* _ASSIGNED TASK_:
In the entries below, the lines from the one with "characters after decoding." through the one with "-> PARALLEL TO" are to be copied exactly; both ends count.

* _SOURCE DATA_:
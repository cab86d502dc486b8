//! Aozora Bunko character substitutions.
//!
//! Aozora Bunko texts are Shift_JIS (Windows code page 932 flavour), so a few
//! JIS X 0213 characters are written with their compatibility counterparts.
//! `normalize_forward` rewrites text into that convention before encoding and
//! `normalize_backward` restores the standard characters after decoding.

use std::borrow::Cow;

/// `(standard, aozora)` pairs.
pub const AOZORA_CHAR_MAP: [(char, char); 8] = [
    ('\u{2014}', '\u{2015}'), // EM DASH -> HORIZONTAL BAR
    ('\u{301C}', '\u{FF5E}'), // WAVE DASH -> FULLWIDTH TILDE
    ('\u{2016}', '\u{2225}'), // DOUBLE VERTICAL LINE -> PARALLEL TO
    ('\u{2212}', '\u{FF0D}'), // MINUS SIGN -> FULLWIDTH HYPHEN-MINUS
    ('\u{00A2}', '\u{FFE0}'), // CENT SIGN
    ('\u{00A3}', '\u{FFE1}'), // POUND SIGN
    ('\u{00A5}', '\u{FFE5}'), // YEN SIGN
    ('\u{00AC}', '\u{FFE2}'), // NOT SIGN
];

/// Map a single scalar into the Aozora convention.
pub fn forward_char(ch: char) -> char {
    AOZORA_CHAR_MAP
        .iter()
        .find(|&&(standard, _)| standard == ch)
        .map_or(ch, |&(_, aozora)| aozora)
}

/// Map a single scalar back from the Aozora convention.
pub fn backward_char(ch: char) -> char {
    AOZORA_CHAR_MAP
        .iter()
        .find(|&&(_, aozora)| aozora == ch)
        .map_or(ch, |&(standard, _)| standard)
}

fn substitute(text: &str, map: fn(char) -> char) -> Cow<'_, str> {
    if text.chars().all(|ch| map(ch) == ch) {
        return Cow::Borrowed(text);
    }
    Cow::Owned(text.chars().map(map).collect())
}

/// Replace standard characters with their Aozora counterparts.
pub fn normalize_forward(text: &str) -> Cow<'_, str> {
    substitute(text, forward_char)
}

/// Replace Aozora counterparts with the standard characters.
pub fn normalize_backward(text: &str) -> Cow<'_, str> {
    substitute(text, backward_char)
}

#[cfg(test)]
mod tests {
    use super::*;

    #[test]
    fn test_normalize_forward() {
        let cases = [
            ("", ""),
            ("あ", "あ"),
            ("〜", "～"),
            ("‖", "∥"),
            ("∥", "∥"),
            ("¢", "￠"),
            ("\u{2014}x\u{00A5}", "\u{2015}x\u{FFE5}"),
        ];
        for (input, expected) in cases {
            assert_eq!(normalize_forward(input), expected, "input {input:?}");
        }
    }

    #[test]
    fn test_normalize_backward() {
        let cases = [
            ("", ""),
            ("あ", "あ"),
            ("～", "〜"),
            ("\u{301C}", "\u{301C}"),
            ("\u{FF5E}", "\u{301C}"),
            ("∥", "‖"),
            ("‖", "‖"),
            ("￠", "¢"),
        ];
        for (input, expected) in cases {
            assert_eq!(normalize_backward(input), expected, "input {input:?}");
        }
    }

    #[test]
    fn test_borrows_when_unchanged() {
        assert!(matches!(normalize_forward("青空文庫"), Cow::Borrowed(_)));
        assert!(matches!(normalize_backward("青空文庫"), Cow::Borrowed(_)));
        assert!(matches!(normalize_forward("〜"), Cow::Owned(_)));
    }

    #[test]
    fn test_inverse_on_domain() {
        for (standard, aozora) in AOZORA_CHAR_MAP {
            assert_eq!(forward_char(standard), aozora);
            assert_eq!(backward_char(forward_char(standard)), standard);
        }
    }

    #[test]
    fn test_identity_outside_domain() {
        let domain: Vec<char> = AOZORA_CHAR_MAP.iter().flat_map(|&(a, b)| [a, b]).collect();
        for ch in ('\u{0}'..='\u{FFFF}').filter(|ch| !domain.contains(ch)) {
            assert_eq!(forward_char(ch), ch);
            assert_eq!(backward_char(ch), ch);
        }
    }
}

* _SOLUTION TO THIS TASK_:
//! `normalize_backward` restores the standard characters after decoding.

use std::borrow::Cow;

/// `(standard, aozora)` pairs.
pub const AOZORA_CHAR_MAP: [(char, char); 8] = [
    ('\u{2014}', '\u{2015}'), // EM DASH -> HORIZONTAL BAR
    ('\u{301C}', '\u{FF5E}'), // WAVE DASH -> FULLWIDTH TILDE
    ('\u{2016}', '\u{2225}'), // DOUBLE VERTICAL LINE -> PARALLEL TO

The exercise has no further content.